**What is needed**
What is needed is a word-for-word transcription of every record below.

Collected data entries
┄┄┄┄┄┄
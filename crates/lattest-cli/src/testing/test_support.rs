//! Scratch suite trees for unit tests
//!
//! Sources are shell scripts and the "compiler" is `sh` itself: running a
//! `.lat` writes its `.bc` (another shell script) and exits with the chosen
//! code. The "interpreter" is `sh` too, and every bytecode run appends its
//! path to a log so tests can tell whether it was ever invoked.

use crate::testing::runner::TestRunner;
use std::fs;
use std::path::{Path, PathBuf};
use tempfile::TempDir;

pub struct Workspace {
    dir: TempDir,
}

impl Workspace {
    pub fn new() -> Self {
        let dir = TempDir::new().unwrap();
        fs::create_dir_all(dir.path().join("suites")).unwrap();
        Self { dir }
    }

    /// Directory suites live in
    pub fn root(&self) -> PathBuf {
        self.dir.path().join("suites")
    }

    pub fn compiler(&self) -> PathBuf {
        PathBuf::from("sh")
    }

    pub fn interpreter(&self) -> String {
        "sh".to_string()
    }

    pub fn runner(&self) -> TestRunner {
        TestRunner::new(self.compiler()).with_interpreter(self.interpreter())
    }

    /// Write `<rel>.lat` that compiles `program` and exits with `exit_code`
    pub fn good_case(
        &self,
        rel: &str,
        exit_code: i32,
        program: &str,
        input: Option<&str>,
        output: Option<&str>,
    ) {
        let base = self.root().join(rel);
        let log = self.log_path();
        let source = format!(
            "cat > \"${{0%.lat}}.bc\" <<'LATTEST_EOF'\necho \"$0\" >> '{}'\n{}\nLATTEST_EOF\nexit {}\n",
            log.display(),
            program,
            exit_code
        );
        write(&with_suffix(&base, "lat"), &source);
        if let Some(input) = input {
            write(&with_suffix(&base, "input"), input);
        }
        if let Some(output) = output {
            write(&with_suffix(&base, "output"), output);
        }
    }

    /// Write `<rel>.lat` whose compilation only exits with `exit_code`
    pub fn bad_case(&self, rel: &str, exit_code: i32) {
        let base = self.root().join(rel);
        write(&with_suffix(&base, "lat"), &format!("exit {}\n", exit_code));
    }

    /// Write `<rel>.lat` with `source` as its whole compilation script
    pub fn raw_case(&self, rel: &str, source: &str) {
        write(&with_suffix(&self.root().join(rel), "lat"), source);
    }

    /// Bytecode paths the interpreter has run so far
    pub fn interpreter_calls(&self) -> Vec<String> {
        fs::read_to_string(self.log_path())
            .map(|s| s.lines().map(str::to_string).collect())
            .unwrap_or_default()
    }

    fn log_path(&self) -> PathBuf {
        self.dir.path().join("interpreter.log")
    }
}

fn with_suffix(base: &Path, extension: &str) -> PathBuf {
    let mut path = base.as_os_str().to_owned();
    path.push(".");
    path.push(extension);
    PathBuf::from(path)
}

fn write(path: &Path, content: &str) {
    fs::create_dir_all(path.parent().unwrap()).unwrap();
    fs::write(path, content).unwrap();
}
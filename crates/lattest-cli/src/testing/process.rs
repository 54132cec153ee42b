//! Waiting on external tools, with an optional deadline

use std::io;
use std::process::{Child, ExitStatus};
use std::thread;
use std::time::{Duration, Instant};

const POLL_INTERVAL: Duration = Duration::from_millis(10);

/// How a child process ended
#[derive(Debug, Clone, Copy, PartialEq, Eq)]
pub enum Completion {
    /// The process exited on its own
    Exited(ExitStatus),
    /// The deadline passed; the process was killed and reaped
    TimedOut,
}

impl Completion {
    /// True only for a normal exit with status zero
    pub fn succeeded(&self) -> bool {
        matches!(self, Completion::Exited(status) if status.success())
    }
}

/// Wait for `child`, killing it once `timeout` elapses
///
/// Without a timeout this blocks until the process exits.
pub fn wait_for(child: &mut Child, timeout: Option<Duration>) -> io::Result<Completion> {
    let Some(timeout) = timeout else {
        return child.wait().map(Completion::Exited);
    };

    // A deadline past what `Instant` can represent never arrives.
    let Some(deadline) = Instant::now().checked_add(timeout) else {
        return child.wait().map(Completion::Exited);
    };
    loop {
        if let Some(status) = child.try_wait()? {
            return Ok(Completion::Exited(status));
        }
        if Instant::now() >= deadline {
            // The child may exit between try_wait and kill.
            match child.kill() {
                Ok(()) => {}
                Err(e) if e.kind() == io::ErrorKind::InvalidInput => {}
                Err(e) => return Err(e),
            }
            child.wait()?;
            return Ok(Completion::TimedOut);
        }
        thread::sleep(POLL_INTERVAL);
    }
}
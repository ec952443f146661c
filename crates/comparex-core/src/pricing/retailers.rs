use percent_encoding::{utf8_percent_encode, NON_ALPHANUMERIC};
use rust_decimal::Decimal;

/// Pricing profile for one simulated retailer.
///
/// `min_percent..=max_percent` is the offset from the base price that a
/// quote is drawn from; negative means typically cheaper than base.
#[derive(Debug, Clone, PartialEq)]
pub struct RetailerConfig {
    pub name: &'static str,
    pub min_percent: f64,
    pub max_percent: f64,
    pub delivery: &'static str,
    /// Nominal rating in tenths (`45` = 4.5).
    pub rating_tenths: u8,
    pub stock_probability: f64,
    /// Search URL; `{query}` is replaced with the percent-encoded product name.
    pub search_url: &'static str,
}

impl RetailerConfig {
    #[must_use]
    pub fn rating(&self) -> Decimal {
        Decimal::new(i64::from(self.rating_tenths), 1)
    }

    #[must_use]
    pub fn search_url_for(&self, product_name: &str) -> String {
        let encoded = utf8_percent_encode(product_name, NON_ALPHANUMERIC).to_string();
        self.search_url.replace("{query}", &encoded)
    }
}

/// The retailers every generated comparison quotes, in table order.
pub const RETAILERS: [RetailerConfig; 6] = [
    RetailerConfig {
        name: "Amazon India",
        min_percent: -7.0,
        max_percent: -3.0,
        delivery: "Free Delivery",
        rating_tenths: 45,
        stock_probability: 0.95,
        search_url: "https://www.amazon.in/s?k={query}",
    },
    RetailerConfig {
        name: "Flipkart",
        min_percent: -12.0,
        max_percent: -5.0,
        delivery: "Free Delivery",
        rating_tenths: 44,
        stock_probability: 0.92,
        search_url: "https://www.flipkart.com/search?q={query}",
    },
    RetailerConfig {
        name: "Croma",
        min_percent: 2.0,
        max_percent: 8.0,
        delivery: "₹50 Delivery",
        rating_tenths: 42,
        stock_probability: 0.85,
        search_url: "https://www.croma.com/search?q={query}",
    },
    RetailerConfig {
        name: "Reliance Digital",
        min_percent: -2.0,
        max_percent: 3.0,
        delivery: "Free Delivery",
        rating_tenths: 43,
        stock_probability: 0.88,
        search_url: "https://www.reliancedigital.in/search?q={query}",
    },
    RetailerConfig {
        name: "Vijay Sales",
        min_percent: -8.0,
        max_percent: -4.0,
        delivery: "₹40 Delivery",
        rating_tenths: 41,
        stock_probability: 0.80,
        search_url: "https://www.vijaysales.com/search/{query}",
    },
    RetailerConfig {
        name: "Tata CLiQ",
        min_percent: -6.0,
        max_percent: -3.0,
        delivery: "Free Delivery",
        rating_tenths: 43,
        stock_probability: 0.87,
        search_url: "https://www.tatacliq.com/search/?searchText={query}",
    },
];

#[cfg(test)]
mod tests {
    use super::*;

    #[test]
    fn every_interval_is_ordered() {
        for retailer in &RETAILERS {
            assert!(
                retailer.min_percent <= retailer.max_percent,
                "{} has an inverted interval",
                retailer.name
            );
            assert!((0.0..=1.0).contains(&retailer.stock_probability));
        }
    }

    #[test]
    fn search_url_encodes_product_name() {
        let url = RETAILERS[0].search_url_for("iPhone 15 Pro");
        assert_eq!(url, "https://www.amazon.in/s?k=iPhone%2015%20Pro");
    }

    #[test]
    fn rating_is_one_decimal_place() {
        assert_eq!(RETAILERS[1].rating(), Decimal::new(44, 1));
    }
}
┄┄┄┄┄┄
**Written answer**
filename crates/lattest-cli/src/testing/test_support.rs
//! Scratch suite trees for unit tests
//!
//! Sources are shell scripts and the "compiler" is `sh` itself: running a
//! `.lat` writes its `.bc` (another shell script) and exits with the chosen
//! code. The "interpreter" is `sh` too, and every bytecode run appends its
//! path to a log so tests can tell whether it was ever invoked.

use crate::testing::runner::TestRunner;
use std::fs;
use std::path::{Path, PathBuf};
use tempfile::TempDir;

pub struct Workspace {
    dir: TempDir,
}

impl Workspace {
    pub fn new() -> Self {
        let dir = TempDir::new().unwrap();
        fs::create_dir_all(dir.path().join("suites")).unwrap();
        Self { dir }
    }

    /// Directory suites live in
    pub fn root(&self) -> PathBuf {
        self.dir.path().join("suites")
    }

    pub fn compiler(&self) -> PathBuf {
        PathBuf::from("sh")
    }

    pub fn interpreter(&self) -> String {
        "sh".to_string()
    }

    pub fn runner(&self) -> TestRunner {
        TestRunner::new(self.compiler()).with_interpreter(self.interpreter())
    }

    /// Write `<rel>.lat` that compiles `program` and exits with `exit_code`
    pub fn good_case(
        &self,
        rel: &str,
        exit_code: i32,
        program: &str,
        input: Option<&str>,
        output: Option<&str>,
    ) {
        let base = self.root().join(rel);
        let log = self.log_path();
        let source = format!(
            "cat > \"${{0%.lat}}.bc\" <<'LATTEST_EOF'\necho \"$0\" >> '{}'\n{}\nLATTEST_EOF\nexit {}\n",
            log.display(),
            program,
            exit_code
        );
        write(&with_suffix(&base, "lat"), &source);
        if let Some(input) = input {
            write(&with_suffix(&base, "input"), input);
        }
        if let Some(output) = output {
            write(&with_suffix(&base, "output"), output);
        }
    }

    /// Write `<rel>.lat` whose compilation only exits with `exit_code`
    pub fn bad_case(&self, rel: &str, exit_code: i32) {
        let base = self.root().join(rel);
        write(&with_suffix(&base, "lat"), &format!("exit {}\n", exit_code));
    }

    /// Write `<rel>.lat` with `source` as its whole compilation script
    pub fn raw_case(&self, rel: &str, source: &str) {
        write(&with_suffix(&self.root().join(rel), "lat"), source);
    }

    /// Bytecode paths the interpreter has run so far
    pub fn interpreter_calls(&self) -> Vec<String> {
        fs::read_to_string(self.log_path())
            .map(|s| s.lines().map(str::to_string).collect())
            .unwrap_or_default()
    }

    fn log_path(&self) -> PathBuf {
        self.dir.path().join("interpreter.log")
    }
}

fn with_suffix(base: &Path, extension: &str) -> PathBuf {
    let mut path = base.as_os_str().to_owned();
    path.push(".");
    path.push(extension);
    PathBuf::from(path)
}

fn write(path: &Path, content: &str) {
    fs::create_dir_all(path.parent().unwrap()).unwrap();
    fs::write(path, content).unwrap();
}
filename crates/lattest-cli/src/testing/process.rs
repository 54132cec153ee42b
//! Waiting on external tools, with an optional deadline

use std::io;
use std::process::{Child, ExitStatus};
use std::thread;
use std::time::{Duration, Instant};

const POLL_INTERVAL: Duration = Duration::from_millis(10);

/// How a child process ended
#[derive(Debug, Clone, Copy, PartialEq, Eq)]
pub enum Completion {
    /// The process exited on its own
    Exited(ExitStatus),
    /// The deadline passed; the process was killed and reaped
    TimedOut,
}

impl Completion {
    /// True only for a normal exit with status zero
    pub fn succeeded(&self) -> bool {
        matches!(self, Completion::Exited(status) if status.success())
    }
}

/// Wait for `child`, killing it once `timeout` elapses
///
/// Without a timeout this blocks until the process exits.
pub fn wait_for(child: &mut Child, timeout: Option<Duration>) -> io::Result<Completion> {
    let Some(timeout) = timeout else {
        return child.wait().map(Completion::Exited);
    };

    // A deadline past what `Instant` can represent never arrives.
    let Some(deadline) = Instant::now().checked_add(timeout) else {
        return child.wait().map(Completion::Exited);
    };
    loop {
        if let Some(status) = child.try_wait()? {
            return Ok(Completion::Exited(status));
        }
        if Instant::now() >= deadline {
            // The child may exit between try_wait and kill.
            match child.kill() {
                Ok(()) => {}
                Err(e) if e.kind() == io::ErrorKind::InvalidInput => {}
                Err(e) => return Err(e),
            }
            child.wait()?;
            return Ok(Completion::TimedOut);
        }
        thread::sleep(POLL_INTERVAL);
    }
}
repository ec952443f146661c
filename crates/comparex-core/src/pricing/retailers.rs
use percent_encoding::{utf8_percent_encode, NON_ALPHANUMERIC};
use rust_decimal::Decimal;

/// Pricing profile for one simulated retailer.
///
/// `min_percent..=max_percent` is the offset from the base price that a
/// quote is drawn from; negative means typically cheaper than base.
#[derive(Debug, Clone, PartialEq)]
pub struct RetailerConfig {
    pub name: &'static str,
    pub min_percent: f64,
    pub max_percent: f64,
    pub delivery: &'static str,
    /// Nominal rating in tenths (`45` = 4.5).
    pub rating_tenths: u8,
    pub stock_probability: f64,
    /// Search URL; `{query}` is replaced with the percent-encoded product name.
    pub search_url: &'static str,
}

impl RetailerConfig {
    #[must_use]
    pub fn rating(&self) -> Decimal {
        Decimal::new(i64::from(self.rating_tenths), 1)
    }

    #[must_use]
    pub fn search_url_for(&self, product_name: &str) -> String {
        let encoded = utf8_percent_encode(product_name, NON_ALPHANUMERIC).to_string();
        self.search_url.replace("{query}", &encoded)
    }
}

/// The retailers every generated comparison quotes, in table order.
pub const RETAILERS: [RetailerConfig; 6] = [
    RetailerConfig {
        name: "Amazon India",
        min_percent: -7.0,
        max_percent: -3.0,
        delivery: "Free Delivery",
        rating_tenths: 45,
        stock_probability: 0.95,
        search_url: "https://www.amazon.in/s?k={query}",
    },
    RetailerConfig {
        name: "Flipkart",
        min_percent: -12.0,
        max_percent: -5.0,
        delivery: "Free Delivery",
        rating_tenths: 44,
        stock_probability: 0.92,
        search_url: "https://www.flipkart.com/search?q={query}",
    },
    RetailerConfig {
        name: "Croma",
        min_percent: 2.0,
        max_percent: 8.0,
        delivery: "₹50 Delivery",
        rating_tenths: 42,
        stock_probability: 0.85,
        search_url: "https://www.croma.com/search?q={query}",
    },
    RetailerConfig {
        name: "Reliance Digital",
        min_percent: -2.0,
        max_percent: 3.0,
        delivery: "Free Delivery",
        rating_tenths: 43,
        stock_probability: 0.88,
        search_url: "https://www.reliancedigital.in/search?q={query}",
    },
    RetailerConfig {
        name: "Vijay Sales",
        min_percent: -8.0,
        max_percent: -4.0,
        delivery: "₹40 Delivery",
        rating_tenths: 41,
        stock_probability: 0.80,
        search_url: "https://www.vijaysales.com/search/{query}",
    },
    RetailerConfig {
        name: "Tata CLiQ",
        min_percent: -6.0,
        max_percent: -3.0,
        delivery: "Free Delivery",
        rating_tenths: 43,
        stock_probability: 0.87,
        search_url: "https://www.tatacliq.com/search/?searchText={query}",
    },
];

#[cfg(test)]
mod tests {
    use super::*;

    #[test]
    fn every_interval_is_ordered() {
        for retailer in &RETAILERS {
            assert!(
                retailer.min_percent <= retailer.max_percent,
                "{} has an inverted interval",
                retailer.name
            );
            assert!((0.0..=1.0).contains(&retailer.stock_probability));
        }
    }

    #[test]
    fn search_url_encodes_product_name() {
        let url = RETAILERS[0].search_url_for("iPhone 15 Pro");
        assert_eq!(url, "https://www.amazon.in/s?k=iPhone%2015%20Pro");
    }

    #[test]
    fn rating_is_one_decimal_place() {
        assert_eq!(RETAILERS[1].rating(), Decimal::new(44, 1));
    }
}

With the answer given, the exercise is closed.